Get the Wingtip Tickets SaaS Database Per Tenant application scripts

The Wingtip Tickets SaaS Multi-tenant Database scripts and application source code are available in the WingtipTicketsSaaS-DbPerTenant GitHub repo. Check out the general guidance for steps to download and unblock the Wingtip Tickets SaaS scripts.

Provision additional tenants

While pools can be cost-effective with just two S3 databases, the more databases that are in the pool the more cost-effective the averaging effect becomes. For a good understanding of how performance monitoring and management works at scale, this tutorial requires you have at least 20 databases deployed.

If you already provisioned a batch of tenants in a prior tutorial, skip to the Simulate usage on all tenant databases section.

  1. In the PowerShell ISE, open …\Learning Modules\Performance Monitoring and Management\Demo-PerformanceMonitoringAndManagement.ps1. Keep this script open as you'll run several scenarios during this tutorial.
  2. Set $DemoScenario = 1, Provision a batch of tenants
  3. Press F5 to run the script.

The script will deploy 17 tenants in less than five minutes.

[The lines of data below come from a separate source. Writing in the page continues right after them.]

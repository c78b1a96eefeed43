use crate::core::geo::{LatLng, LatLngBounds, Point};
use serde::{Deserialize, Serialize};

/// Manages the current view of the map: center, zoom, and screen dimensions
#[derive(Debug, Clone, PartialEq, Serialize, Deserialize)]
pub struct Viewport {
    /// The center of the map view in geographical coordinates
    pub center: LatLng,
    /// The current zoom level
    pub zoom: f64,
    /// The size of the viewport in pixels
    pub size: Point,
    /// The minimum allowed zoom level
    pub min_zoom: f64,
    /// The maximum allowed zoom level
    pub max_zoom: f64,
}

impl Viewport {
    /// Creates a new viewport
    pub fn new(center: LatLng, zoom: f64, size: Point) -> Self {
        Self {
            center,
            zoom: zoom.clamp(0.0, 18.0),
            size,
            min_zoom: 0.0,
            max_zoom: 18.0,
        }
    }

    /// Moves the view to `center` at `zoom`
    pub fn set_view(&mut self, center: LatLng, zoom: f64) {
        self.center = center;
        self.set_zoom(zoom);
    }

    /// Sets the zoom level, clamping to valid range
    pub fn set_zoom(&mut self, zoom: f64) {
        self.zoom = zoom.clamp(self.min_zoom, self.max_zoom);
    }

    /// Sets the zoom limits
    pub fn set_zoom_limits(&mut self, min_zoom: f64, max_zoom: f64) {
        self.min_zoom = min_zoom;
        self.max_zoom = max_zoom;
        self.zoom = self.zoom.clamp(min_zoom, max_zoom);
    }

    /// Projects a LatLng to world pixel coordinates at the given zoom level (EPSG:3857)
    pub fn project(&self, lat_lng: &LatLng, zoom: Option<f64>) -> Point {
        let z = zoom.unwrap_or(self.zoom);
        let scale = 256.0 * 2_f64.powf(z);
        let world = 2.0 * std::f64::consts::PI * 6378137.0;

        let mercator = lat_lng.to_mercator();
        let pixel_x = (mercator.x + world / 2.0) / world * scale;
        let pixel_y = (-mercator.y + world / 2.0) / world * scale;

        Point::new(pixel_x, pixel_y)
    }

    /// Centers on `bounds` and picks the highest zoom at which they still fit
    pub fn fit_bounds(&mut self, bounds: &LatLngBounds, padding: Option<f64>) {
        let padding = padding.unwrap_or(20.0);

        self.center = bounds.center();

        let available = Point::new(self.size.x - 2.0 * padding, self.size.y - 2.0 * padding);
        let mut best_zoom = self.min_zoom;

        for test_zoom in (self.min_zoom as i32)..=(self.max_zoom as i32) {
            let zoom = test_zoom as f64;

            let nw = self.project(
                &LatLng::new(bounds.north_east.lat, bounds.south_west.lng),
                Some(zoom),
            );
            let se = self.project(
                &LatLng::new(bounds.south_west.lat, bounds.north_east.lng),
                Some(zoom),
            );

            let bounds_width = (se.x - nw.x).abs();
            let bounds_height = (se.y - nw.y).abs();

            if bounds_width <= available.x && bounds_height <= available.y {
                best_zoom = zoom;
            } else {
                break;
            }
        }

        self.set_zoom(best_zoom);
    }
}

impl Default for Viewport {
    fn default() -> Self {
        Self::new(LatLng::new(0.0, 0.0), 0.0, Point::new(800.0, 600.0))
    }
}

#[cfg(test)]
mod tests {
    use super::*;

    #[test]
    fn test_viewport_creation() {
        let viewport = Viewport::new(
            LatLng::new(49.876, -97.114),
            13.0,
            Point::new(800.0, 600.0),
        );

        assert_eq!(viewport.zoom, 13.0);
        assert_eq!(viewport.center.lat, 49.876);
        assert_eq!(viewport.size.x, 800.0);
    }

    #[test]
    fn test_zoom_limits() {
        let mut viewport = Viewport::default();
        viewport.set_zoom_limits(2.0, 15.0);

        viewport.set_zoom(1.0); // Below minimum
        assert_eq!(viewport.zoom, 2.0);

        viewport.set_zoom(20.0); // Above maximum
        assert_eq!(viewport.zoom, 15.0);
    }

    #[test]
    fn test_fit_small_bounds_zooms_in() {
        let mut viewport = Viewport::new(LatLng::new(49.876, -97.114), 13.0, Point::new(800.0, 600.0));
        viewport.set_zoom_limits(0.0, 15.0);

        let park = LatLngBounds::from_coords(49.870, -97.240, 49.872, -97.236);
        viewport.fit_bounds(&park, None);

        assert_eq!(viewport.center, park.center());
        assert_eq!(viewport.zoom, 15.0);
    }

    #[test]
    fn test_fit_large_bounds_zooms_out() {
        let mut viewport = Viewport::new(LatLng::new(49.876, -97.114), 15.0, Point::new(800.0, 600.0));
        viewport.set_zoom_limits(0.0, 15.0);

        let city = LatLngBounds::from_coords(49.70, -97.40, 50.00, -96.90);
        viewport.fit_bounds(&city, None);

        assert!(viewport.zoom < 13.0);
        assert!(viewport.zoom >= 9.0);
    }
}
pub mod controls;
pub mod table;

pub use controls::{
    Control, ControlContent, ControlLine, ControlPosition, InfoPanel, Legend, INFO_PLACEHOLDER,
};

pub use table::{count_message, TableRow, NO_PARKS_MESSAGE, TABLE_COLUMNS};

The New-TenantBatch script uses a nested or linked set of Resource Manager templates that create a batch of tenants, which by default copies the database basetenantdb on the catalog server to create the new tenant databases, then registers these in the catalog, and finally initializes them with the tenant name and venue type. This is consistent with the way the app provisions a new tenant. Any changes made to basetenantdb are applied to any new tenants provisioned thereafter. See the Schema Management tutorial to see how to make schema changes to existing tenant databases (including the basetenantdb database).

Simulate usage on all tenant databases

The Demo-PerformanceMonitoringAndManagement.ps1 script is provided that simulates a workload running against all tenant databases. The load is generated using one of the available load scenarios:

Demo Scenario
2 Generate normal intensity load (approx. 40 DTU)
3 Generate load with longer and more frequent bursts per database
4 Generate load with higher DTU bursts per database (approx. 80 DTU)
5 Generate a normal load plus a high load on a single tenant (approx. 95 DTU)
6 Generate unbalanced load across multiple pools

The load generator applies a synthetic CPU-only load to every tenant database. The generator starts a job for each tenant database, which calls a stored procedure periodically that generates the load. The load levels (in eDTUs), duration, and intervals are varied across all databases, simulating unpredictable tenant activity.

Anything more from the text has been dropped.